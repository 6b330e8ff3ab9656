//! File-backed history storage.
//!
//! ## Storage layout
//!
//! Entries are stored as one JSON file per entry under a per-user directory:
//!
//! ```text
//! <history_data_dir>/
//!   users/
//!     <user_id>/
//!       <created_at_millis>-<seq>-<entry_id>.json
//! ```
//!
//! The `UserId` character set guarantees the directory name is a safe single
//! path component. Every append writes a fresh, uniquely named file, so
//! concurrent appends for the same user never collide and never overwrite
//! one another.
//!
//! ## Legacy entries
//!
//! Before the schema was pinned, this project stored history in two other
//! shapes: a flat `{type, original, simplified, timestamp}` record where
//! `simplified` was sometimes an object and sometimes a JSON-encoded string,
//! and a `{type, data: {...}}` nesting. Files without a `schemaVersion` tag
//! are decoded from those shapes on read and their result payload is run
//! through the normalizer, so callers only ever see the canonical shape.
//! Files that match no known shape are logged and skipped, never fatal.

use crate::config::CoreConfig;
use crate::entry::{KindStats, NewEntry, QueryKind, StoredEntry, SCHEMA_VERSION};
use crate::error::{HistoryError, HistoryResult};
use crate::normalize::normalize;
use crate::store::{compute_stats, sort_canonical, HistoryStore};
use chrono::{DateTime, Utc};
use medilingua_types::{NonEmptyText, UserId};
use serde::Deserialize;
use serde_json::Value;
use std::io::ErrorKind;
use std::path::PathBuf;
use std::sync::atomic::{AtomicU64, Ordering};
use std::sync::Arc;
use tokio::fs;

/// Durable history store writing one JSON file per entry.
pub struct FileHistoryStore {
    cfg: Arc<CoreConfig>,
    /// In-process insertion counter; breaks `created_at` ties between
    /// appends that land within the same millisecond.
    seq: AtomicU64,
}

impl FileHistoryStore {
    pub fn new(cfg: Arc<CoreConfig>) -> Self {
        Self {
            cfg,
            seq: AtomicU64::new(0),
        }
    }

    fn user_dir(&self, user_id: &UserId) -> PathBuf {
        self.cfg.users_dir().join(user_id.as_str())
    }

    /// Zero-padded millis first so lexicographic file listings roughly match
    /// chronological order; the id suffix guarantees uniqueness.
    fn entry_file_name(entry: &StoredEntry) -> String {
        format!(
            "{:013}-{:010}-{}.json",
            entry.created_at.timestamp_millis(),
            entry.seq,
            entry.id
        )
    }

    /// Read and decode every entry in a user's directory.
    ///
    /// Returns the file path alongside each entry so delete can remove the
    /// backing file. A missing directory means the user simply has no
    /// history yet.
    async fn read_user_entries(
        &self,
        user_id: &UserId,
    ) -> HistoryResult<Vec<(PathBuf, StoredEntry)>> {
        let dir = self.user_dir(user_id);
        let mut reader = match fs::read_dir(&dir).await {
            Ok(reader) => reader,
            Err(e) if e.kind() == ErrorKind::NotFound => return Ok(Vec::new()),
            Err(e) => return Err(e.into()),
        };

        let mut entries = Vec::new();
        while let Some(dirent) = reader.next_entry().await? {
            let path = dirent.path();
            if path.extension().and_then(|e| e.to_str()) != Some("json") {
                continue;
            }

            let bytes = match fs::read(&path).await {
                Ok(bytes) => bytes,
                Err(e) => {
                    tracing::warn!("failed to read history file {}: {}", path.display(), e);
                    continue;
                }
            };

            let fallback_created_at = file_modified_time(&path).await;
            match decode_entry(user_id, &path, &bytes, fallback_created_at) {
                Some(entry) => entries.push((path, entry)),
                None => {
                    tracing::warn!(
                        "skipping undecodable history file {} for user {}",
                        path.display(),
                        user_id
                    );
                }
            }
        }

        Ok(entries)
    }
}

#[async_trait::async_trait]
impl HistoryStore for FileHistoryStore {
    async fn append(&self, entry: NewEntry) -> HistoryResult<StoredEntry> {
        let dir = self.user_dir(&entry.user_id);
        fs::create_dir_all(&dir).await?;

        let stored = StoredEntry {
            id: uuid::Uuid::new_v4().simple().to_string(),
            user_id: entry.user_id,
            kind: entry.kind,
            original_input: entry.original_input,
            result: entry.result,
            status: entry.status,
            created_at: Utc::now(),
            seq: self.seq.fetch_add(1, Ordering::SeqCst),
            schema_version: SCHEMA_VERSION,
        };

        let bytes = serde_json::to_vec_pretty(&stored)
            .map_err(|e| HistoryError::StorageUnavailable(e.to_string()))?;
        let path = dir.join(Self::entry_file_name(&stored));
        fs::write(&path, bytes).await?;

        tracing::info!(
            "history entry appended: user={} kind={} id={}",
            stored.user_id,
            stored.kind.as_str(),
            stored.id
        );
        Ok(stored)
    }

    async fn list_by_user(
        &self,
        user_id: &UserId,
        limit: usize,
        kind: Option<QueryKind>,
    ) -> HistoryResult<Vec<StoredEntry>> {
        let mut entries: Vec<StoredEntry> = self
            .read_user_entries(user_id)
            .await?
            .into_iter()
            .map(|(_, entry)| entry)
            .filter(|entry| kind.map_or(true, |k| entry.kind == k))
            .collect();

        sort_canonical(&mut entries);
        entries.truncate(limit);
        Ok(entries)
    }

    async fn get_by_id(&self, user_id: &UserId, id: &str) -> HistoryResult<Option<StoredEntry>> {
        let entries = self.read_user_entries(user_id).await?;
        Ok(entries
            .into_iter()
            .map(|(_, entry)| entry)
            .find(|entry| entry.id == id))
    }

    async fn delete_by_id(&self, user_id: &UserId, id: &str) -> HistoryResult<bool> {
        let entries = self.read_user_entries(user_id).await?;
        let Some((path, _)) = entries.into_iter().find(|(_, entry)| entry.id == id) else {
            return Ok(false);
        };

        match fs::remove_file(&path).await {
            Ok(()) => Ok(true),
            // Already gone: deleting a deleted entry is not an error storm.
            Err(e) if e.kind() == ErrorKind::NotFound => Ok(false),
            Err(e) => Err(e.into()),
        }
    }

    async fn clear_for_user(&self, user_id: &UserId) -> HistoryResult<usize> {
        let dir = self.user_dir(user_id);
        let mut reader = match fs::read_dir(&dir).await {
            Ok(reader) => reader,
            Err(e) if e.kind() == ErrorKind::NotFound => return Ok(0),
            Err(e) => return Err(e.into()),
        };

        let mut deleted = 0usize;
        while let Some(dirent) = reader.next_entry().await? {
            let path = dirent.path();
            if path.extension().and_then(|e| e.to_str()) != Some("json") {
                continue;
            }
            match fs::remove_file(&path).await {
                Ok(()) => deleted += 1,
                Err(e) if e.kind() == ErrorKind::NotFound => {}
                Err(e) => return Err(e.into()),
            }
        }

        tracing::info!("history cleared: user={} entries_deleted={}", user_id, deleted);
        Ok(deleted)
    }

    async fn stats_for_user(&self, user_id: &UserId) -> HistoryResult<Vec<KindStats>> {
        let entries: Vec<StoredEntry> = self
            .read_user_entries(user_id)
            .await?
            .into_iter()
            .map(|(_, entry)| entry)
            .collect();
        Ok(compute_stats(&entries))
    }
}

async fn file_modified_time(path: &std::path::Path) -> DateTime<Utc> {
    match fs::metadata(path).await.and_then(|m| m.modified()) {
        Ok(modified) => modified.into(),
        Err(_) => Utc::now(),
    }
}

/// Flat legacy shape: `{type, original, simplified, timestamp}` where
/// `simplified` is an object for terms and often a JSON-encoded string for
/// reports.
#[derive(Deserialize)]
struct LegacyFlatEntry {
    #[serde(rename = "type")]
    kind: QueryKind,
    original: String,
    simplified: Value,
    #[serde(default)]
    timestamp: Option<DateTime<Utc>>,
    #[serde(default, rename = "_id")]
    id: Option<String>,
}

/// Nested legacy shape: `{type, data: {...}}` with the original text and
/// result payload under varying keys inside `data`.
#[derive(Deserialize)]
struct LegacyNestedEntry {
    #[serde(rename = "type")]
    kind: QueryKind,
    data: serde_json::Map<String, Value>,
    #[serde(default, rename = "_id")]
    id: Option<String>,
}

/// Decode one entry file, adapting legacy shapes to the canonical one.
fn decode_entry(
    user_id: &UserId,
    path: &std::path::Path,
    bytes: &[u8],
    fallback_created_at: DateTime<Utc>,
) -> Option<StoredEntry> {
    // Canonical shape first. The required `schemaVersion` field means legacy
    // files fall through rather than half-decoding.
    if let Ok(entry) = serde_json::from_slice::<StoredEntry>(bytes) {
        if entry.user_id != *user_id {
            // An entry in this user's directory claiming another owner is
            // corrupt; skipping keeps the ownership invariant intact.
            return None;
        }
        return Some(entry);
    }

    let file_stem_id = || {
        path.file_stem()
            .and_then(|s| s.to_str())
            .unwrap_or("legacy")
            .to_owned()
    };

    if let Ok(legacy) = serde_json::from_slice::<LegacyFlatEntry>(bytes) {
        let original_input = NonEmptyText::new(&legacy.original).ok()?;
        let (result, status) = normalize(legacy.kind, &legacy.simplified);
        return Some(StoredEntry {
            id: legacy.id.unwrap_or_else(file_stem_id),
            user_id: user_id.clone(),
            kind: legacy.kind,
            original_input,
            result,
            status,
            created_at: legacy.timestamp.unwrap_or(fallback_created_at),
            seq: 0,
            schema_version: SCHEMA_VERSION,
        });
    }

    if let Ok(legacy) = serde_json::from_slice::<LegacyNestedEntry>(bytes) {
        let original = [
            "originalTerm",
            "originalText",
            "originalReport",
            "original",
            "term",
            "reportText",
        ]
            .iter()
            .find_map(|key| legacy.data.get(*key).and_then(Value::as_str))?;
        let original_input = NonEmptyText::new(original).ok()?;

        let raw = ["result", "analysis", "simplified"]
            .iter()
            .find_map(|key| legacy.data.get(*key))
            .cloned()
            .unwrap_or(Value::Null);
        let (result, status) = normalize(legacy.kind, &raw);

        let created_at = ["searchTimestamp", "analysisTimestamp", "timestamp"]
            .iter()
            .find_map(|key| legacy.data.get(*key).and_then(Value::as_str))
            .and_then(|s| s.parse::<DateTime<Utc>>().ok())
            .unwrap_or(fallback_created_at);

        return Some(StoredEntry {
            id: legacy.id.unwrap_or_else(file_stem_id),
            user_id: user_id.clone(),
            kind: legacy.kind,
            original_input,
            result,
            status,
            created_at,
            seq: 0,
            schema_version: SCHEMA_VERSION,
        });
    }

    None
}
========
■ What needs to be done: In the material above, find the lines that contain "true" and show them.

■ Solution to this exercise:
            .filter(|entry| kind.map_or(true, |k| entry.kind == k))
            Ok(()) => Ok(true),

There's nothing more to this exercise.